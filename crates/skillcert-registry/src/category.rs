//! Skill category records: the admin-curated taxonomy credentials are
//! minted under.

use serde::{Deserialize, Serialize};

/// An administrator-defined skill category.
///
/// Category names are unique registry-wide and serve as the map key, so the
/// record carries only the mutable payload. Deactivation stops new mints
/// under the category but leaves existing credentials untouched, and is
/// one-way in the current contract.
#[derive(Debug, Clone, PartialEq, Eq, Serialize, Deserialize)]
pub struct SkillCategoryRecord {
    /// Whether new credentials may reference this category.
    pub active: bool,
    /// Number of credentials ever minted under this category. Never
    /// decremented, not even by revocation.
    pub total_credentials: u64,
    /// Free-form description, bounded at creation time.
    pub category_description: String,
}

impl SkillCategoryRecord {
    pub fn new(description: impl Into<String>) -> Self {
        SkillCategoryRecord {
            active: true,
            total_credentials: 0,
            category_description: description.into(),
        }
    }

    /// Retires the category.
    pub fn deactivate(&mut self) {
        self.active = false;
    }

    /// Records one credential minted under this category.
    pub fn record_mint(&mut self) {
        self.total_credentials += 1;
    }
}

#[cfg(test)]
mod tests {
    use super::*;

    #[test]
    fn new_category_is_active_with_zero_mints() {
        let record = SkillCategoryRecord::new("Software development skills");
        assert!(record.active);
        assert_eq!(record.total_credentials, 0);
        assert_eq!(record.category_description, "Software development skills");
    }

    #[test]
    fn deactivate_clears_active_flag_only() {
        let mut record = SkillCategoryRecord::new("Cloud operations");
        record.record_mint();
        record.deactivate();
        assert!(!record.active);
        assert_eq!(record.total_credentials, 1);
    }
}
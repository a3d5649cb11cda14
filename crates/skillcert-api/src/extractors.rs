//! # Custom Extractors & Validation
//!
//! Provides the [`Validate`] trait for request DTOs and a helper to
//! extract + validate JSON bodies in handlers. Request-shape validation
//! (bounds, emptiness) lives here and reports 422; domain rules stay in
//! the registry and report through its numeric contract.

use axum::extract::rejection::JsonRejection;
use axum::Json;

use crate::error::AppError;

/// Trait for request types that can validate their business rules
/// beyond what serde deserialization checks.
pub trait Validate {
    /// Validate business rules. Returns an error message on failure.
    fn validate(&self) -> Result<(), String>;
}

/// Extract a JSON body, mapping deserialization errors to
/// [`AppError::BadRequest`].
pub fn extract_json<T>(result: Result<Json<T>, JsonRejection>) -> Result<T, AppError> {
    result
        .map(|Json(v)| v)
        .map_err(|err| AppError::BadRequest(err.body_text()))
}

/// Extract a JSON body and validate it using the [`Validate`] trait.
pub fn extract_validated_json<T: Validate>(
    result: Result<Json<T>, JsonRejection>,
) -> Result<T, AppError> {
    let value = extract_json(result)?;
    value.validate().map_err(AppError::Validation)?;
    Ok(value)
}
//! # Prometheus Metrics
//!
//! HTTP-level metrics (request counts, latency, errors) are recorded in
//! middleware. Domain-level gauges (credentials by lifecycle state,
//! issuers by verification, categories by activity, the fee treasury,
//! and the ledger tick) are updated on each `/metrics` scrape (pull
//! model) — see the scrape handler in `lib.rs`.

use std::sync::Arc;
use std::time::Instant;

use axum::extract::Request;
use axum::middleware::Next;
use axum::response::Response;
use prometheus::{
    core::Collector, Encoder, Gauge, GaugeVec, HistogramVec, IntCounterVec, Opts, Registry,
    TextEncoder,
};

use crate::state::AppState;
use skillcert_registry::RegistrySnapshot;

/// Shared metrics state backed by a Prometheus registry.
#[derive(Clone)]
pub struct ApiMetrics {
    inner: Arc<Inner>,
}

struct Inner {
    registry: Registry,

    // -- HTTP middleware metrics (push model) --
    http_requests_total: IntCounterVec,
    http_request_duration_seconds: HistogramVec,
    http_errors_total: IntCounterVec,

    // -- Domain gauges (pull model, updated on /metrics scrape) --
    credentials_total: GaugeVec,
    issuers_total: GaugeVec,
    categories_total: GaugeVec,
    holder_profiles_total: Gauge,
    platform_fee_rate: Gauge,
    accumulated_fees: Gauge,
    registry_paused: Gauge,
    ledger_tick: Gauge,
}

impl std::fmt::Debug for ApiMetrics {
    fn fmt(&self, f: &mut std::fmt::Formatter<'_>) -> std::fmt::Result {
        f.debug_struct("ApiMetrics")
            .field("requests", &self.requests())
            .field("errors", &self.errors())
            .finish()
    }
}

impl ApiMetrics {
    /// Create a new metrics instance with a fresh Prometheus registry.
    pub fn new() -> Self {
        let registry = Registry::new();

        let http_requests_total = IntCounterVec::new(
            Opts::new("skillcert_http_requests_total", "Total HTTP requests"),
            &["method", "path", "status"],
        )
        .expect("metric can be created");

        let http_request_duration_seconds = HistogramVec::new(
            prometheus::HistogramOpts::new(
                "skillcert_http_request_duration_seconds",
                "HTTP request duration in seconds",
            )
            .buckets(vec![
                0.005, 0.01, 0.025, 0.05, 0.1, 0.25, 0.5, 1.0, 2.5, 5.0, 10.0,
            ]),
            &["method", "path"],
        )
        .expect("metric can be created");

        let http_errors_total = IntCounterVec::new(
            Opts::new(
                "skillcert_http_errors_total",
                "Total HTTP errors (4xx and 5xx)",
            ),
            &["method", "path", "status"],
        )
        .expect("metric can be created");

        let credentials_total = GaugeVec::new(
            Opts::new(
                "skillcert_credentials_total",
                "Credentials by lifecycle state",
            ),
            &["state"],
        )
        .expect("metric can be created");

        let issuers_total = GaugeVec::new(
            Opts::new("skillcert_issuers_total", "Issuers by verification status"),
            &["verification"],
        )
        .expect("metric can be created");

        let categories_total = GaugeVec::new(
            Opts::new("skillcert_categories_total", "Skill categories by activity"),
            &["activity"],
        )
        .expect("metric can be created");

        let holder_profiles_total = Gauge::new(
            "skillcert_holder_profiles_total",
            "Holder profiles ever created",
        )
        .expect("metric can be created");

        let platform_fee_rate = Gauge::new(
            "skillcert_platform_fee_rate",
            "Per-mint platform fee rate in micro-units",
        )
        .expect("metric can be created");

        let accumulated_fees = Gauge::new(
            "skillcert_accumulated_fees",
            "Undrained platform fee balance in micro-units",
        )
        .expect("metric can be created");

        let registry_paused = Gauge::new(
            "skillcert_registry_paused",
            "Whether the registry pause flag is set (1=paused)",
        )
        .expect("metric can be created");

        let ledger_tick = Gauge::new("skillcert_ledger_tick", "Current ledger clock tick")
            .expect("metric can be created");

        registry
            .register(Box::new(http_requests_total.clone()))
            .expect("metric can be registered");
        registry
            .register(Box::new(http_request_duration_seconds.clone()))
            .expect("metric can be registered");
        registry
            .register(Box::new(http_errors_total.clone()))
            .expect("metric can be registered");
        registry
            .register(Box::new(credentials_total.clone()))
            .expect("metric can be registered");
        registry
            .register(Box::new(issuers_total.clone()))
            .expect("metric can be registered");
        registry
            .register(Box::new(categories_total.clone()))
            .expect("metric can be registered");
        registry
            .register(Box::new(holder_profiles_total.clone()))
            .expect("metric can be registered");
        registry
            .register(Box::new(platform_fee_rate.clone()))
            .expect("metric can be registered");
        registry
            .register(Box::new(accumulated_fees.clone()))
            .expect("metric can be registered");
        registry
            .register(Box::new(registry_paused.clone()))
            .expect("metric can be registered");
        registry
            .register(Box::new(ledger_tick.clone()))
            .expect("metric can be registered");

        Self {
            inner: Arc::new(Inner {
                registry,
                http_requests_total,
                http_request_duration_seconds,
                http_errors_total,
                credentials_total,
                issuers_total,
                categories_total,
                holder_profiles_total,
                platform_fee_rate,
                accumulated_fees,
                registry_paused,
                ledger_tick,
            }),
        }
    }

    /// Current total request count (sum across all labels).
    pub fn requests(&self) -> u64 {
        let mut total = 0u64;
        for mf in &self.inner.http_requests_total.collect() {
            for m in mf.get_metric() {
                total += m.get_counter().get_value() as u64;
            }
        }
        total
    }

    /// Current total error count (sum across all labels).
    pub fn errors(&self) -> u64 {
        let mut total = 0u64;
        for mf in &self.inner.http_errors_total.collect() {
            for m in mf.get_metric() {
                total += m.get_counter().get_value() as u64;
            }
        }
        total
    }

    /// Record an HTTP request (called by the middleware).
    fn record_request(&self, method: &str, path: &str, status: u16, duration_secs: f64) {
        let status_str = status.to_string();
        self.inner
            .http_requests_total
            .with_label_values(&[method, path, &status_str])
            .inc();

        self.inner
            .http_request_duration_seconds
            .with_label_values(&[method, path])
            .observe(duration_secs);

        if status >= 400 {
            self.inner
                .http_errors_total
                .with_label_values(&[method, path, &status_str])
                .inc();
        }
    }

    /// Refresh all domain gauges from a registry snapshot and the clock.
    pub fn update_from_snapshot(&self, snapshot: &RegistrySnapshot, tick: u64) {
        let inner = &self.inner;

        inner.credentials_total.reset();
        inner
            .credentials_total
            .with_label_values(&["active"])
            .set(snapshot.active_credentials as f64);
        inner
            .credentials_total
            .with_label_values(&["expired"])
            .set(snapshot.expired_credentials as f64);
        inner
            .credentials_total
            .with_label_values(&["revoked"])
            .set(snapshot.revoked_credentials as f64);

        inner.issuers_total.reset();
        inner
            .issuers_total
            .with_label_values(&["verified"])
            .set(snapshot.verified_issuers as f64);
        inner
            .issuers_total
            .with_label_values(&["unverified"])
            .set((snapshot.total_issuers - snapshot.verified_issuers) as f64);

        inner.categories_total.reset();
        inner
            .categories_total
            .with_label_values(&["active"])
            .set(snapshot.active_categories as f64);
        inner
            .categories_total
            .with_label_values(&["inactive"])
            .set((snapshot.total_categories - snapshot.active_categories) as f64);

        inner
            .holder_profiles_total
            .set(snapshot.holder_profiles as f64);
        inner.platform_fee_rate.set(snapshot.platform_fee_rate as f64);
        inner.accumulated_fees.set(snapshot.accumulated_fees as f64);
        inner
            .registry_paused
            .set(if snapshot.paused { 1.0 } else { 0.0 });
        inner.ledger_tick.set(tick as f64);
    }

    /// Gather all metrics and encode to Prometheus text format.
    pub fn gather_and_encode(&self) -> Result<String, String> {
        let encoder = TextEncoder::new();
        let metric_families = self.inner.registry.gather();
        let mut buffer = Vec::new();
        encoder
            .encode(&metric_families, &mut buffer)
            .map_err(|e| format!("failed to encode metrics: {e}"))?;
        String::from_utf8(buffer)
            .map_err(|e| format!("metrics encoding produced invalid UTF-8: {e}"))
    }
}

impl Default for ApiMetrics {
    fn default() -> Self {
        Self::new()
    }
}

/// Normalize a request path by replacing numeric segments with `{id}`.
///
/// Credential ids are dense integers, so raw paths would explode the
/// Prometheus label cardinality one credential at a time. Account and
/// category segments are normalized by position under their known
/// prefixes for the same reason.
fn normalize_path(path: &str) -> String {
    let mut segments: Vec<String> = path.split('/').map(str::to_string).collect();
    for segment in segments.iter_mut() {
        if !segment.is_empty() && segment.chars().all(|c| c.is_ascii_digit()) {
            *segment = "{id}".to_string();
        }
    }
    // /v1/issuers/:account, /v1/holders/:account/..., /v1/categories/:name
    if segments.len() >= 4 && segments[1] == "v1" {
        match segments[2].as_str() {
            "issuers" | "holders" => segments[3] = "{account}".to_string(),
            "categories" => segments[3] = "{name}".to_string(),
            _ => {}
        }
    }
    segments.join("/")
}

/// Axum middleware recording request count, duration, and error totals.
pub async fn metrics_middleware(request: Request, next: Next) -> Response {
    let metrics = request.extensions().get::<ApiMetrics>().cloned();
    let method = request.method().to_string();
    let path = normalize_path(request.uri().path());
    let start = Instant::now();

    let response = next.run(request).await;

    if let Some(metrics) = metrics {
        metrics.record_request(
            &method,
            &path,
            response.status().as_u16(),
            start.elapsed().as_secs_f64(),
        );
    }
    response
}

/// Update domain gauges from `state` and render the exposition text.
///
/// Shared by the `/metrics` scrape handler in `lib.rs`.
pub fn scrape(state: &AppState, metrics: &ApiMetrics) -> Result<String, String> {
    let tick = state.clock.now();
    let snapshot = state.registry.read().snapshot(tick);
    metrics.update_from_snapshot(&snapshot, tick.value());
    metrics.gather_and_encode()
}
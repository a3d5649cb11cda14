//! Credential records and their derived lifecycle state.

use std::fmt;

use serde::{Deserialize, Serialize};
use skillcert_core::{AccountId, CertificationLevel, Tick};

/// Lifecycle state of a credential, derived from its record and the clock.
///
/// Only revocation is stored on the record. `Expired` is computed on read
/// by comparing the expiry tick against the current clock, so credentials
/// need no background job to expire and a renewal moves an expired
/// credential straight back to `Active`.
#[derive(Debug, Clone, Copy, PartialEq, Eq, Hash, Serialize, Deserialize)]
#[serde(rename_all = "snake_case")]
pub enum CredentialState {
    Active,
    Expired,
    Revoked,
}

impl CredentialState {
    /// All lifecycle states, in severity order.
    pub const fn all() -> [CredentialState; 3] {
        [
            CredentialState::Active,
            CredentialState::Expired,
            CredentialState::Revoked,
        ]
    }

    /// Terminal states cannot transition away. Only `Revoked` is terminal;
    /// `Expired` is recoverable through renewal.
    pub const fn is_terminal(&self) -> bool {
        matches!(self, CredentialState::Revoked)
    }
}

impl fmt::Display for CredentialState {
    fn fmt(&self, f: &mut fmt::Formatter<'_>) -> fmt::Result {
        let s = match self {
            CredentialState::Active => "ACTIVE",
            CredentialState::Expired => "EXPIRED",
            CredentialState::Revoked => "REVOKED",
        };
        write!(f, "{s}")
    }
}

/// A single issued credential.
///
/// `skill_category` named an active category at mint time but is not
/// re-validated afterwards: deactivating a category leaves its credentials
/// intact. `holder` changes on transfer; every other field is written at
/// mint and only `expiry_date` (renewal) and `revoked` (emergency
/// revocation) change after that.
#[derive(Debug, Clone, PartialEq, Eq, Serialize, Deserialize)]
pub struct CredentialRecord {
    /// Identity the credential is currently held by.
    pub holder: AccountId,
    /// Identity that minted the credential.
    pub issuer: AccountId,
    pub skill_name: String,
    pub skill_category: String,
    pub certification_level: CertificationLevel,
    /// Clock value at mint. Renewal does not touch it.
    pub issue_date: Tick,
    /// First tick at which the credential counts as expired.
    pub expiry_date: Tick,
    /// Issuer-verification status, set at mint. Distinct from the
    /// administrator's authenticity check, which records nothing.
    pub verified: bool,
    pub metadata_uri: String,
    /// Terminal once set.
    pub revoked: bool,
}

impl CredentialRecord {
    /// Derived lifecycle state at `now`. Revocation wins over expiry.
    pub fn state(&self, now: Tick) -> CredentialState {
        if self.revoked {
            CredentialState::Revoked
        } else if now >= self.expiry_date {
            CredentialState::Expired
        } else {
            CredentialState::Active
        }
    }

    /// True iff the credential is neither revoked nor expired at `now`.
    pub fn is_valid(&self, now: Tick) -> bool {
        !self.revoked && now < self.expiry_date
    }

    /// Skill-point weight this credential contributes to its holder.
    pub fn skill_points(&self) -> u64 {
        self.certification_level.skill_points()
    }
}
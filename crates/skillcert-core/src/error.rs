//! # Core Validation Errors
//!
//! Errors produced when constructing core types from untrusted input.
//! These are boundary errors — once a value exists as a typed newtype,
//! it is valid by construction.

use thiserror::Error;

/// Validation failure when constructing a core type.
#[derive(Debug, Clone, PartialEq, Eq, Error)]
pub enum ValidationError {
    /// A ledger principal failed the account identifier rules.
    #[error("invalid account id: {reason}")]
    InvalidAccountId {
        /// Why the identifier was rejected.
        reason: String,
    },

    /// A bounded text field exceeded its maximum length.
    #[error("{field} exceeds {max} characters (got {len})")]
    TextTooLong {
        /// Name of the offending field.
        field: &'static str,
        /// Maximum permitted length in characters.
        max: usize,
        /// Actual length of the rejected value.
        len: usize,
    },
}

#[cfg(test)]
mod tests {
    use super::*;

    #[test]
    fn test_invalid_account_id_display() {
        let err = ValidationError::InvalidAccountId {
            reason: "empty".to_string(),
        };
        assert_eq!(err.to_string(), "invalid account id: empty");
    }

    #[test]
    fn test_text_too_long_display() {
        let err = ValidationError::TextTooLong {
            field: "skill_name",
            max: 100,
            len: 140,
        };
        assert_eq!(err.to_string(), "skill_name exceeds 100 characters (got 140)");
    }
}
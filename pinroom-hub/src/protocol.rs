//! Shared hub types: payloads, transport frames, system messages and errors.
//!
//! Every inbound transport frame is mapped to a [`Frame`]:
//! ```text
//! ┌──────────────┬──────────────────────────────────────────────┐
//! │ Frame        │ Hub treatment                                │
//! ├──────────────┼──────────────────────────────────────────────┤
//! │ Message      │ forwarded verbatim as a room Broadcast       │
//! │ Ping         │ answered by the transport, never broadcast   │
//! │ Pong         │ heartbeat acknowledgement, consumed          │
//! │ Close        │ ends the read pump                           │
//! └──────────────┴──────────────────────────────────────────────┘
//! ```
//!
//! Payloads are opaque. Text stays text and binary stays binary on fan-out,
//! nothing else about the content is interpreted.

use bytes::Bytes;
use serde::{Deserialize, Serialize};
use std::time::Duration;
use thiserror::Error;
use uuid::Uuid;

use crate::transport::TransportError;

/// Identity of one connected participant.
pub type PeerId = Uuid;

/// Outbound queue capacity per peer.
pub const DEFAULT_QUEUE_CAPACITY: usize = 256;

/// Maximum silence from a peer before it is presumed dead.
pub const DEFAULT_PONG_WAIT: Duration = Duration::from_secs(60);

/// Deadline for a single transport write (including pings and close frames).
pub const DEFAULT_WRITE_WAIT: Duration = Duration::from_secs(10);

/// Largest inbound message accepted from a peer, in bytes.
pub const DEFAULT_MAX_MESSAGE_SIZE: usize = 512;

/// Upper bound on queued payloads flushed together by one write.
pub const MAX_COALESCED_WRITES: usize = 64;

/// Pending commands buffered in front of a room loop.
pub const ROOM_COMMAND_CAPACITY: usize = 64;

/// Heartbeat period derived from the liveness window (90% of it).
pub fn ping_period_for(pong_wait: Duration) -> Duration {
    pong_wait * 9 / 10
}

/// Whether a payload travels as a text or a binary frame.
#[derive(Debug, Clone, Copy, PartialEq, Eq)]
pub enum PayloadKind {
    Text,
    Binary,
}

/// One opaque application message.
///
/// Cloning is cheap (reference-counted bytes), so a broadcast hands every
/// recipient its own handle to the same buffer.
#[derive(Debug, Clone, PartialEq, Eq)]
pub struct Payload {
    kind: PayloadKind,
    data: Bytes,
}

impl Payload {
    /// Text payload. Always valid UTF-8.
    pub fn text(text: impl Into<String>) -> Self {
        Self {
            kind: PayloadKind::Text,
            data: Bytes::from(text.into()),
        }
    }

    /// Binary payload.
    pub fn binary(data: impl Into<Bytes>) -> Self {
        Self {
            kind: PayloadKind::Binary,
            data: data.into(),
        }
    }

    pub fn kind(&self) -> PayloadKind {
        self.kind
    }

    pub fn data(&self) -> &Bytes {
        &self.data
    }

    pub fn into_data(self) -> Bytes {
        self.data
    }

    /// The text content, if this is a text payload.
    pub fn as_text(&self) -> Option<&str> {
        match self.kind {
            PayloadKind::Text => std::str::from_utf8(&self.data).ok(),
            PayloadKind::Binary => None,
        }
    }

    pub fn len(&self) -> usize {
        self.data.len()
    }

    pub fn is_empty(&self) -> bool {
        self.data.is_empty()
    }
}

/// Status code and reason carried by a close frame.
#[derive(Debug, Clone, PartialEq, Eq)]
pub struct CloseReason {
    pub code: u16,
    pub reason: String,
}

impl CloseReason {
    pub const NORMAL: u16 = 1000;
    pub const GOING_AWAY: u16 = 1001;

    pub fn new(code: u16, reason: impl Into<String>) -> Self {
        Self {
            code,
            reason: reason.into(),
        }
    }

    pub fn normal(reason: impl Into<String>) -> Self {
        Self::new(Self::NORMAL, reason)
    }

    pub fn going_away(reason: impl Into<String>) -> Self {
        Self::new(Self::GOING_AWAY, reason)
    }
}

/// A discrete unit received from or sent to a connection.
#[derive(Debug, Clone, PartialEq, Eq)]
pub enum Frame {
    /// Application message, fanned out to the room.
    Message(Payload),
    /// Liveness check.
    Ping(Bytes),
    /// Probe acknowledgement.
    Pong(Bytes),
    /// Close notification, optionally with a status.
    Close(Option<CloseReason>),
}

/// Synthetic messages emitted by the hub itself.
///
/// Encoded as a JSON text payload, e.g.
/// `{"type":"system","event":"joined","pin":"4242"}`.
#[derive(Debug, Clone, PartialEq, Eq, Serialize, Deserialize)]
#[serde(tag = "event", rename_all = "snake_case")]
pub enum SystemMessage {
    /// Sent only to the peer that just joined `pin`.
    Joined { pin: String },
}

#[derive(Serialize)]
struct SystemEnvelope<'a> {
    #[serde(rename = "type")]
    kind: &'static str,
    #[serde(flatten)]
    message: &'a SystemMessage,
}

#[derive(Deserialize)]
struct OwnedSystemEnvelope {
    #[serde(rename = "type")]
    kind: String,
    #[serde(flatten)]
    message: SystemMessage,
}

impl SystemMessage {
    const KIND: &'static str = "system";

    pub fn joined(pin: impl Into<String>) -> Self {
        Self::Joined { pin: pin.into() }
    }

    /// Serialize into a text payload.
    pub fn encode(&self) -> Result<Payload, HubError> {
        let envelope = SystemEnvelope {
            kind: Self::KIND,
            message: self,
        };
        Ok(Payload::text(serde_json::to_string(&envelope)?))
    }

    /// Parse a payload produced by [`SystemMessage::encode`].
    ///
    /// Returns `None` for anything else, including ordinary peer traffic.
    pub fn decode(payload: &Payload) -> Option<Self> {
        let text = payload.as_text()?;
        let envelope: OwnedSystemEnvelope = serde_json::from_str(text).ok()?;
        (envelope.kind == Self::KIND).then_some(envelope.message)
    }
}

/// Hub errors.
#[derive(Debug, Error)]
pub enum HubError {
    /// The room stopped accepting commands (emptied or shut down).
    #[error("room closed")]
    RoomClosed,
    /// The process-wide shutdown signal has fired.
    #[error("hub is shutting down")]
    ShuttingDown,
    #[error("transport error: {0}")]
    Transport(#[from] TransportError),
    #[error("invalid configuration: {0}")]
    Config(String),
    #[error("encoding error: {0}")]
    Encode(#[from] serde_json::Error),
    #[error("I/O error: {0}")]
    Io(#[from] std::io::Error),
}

WORK INSTRUCTIONS –
In the listing above, locate the line containing "filename crates/skillcert-core/src/error.rs" and the line containing "a core type.", then transcribe both and every line between them verbatim.

SOLUTION TO THE PROBLEM –
filename crates/skillcert-core/src/error.rs
//! # Core Validation Errors
//!
//! Errors produced when constructing core types from untrusted input.
//! These are boundary errors — once a value exists as a typed newtype,
//! it is valid by construction.

use thiserror::Error;

/// Validation failure when constructing a core type.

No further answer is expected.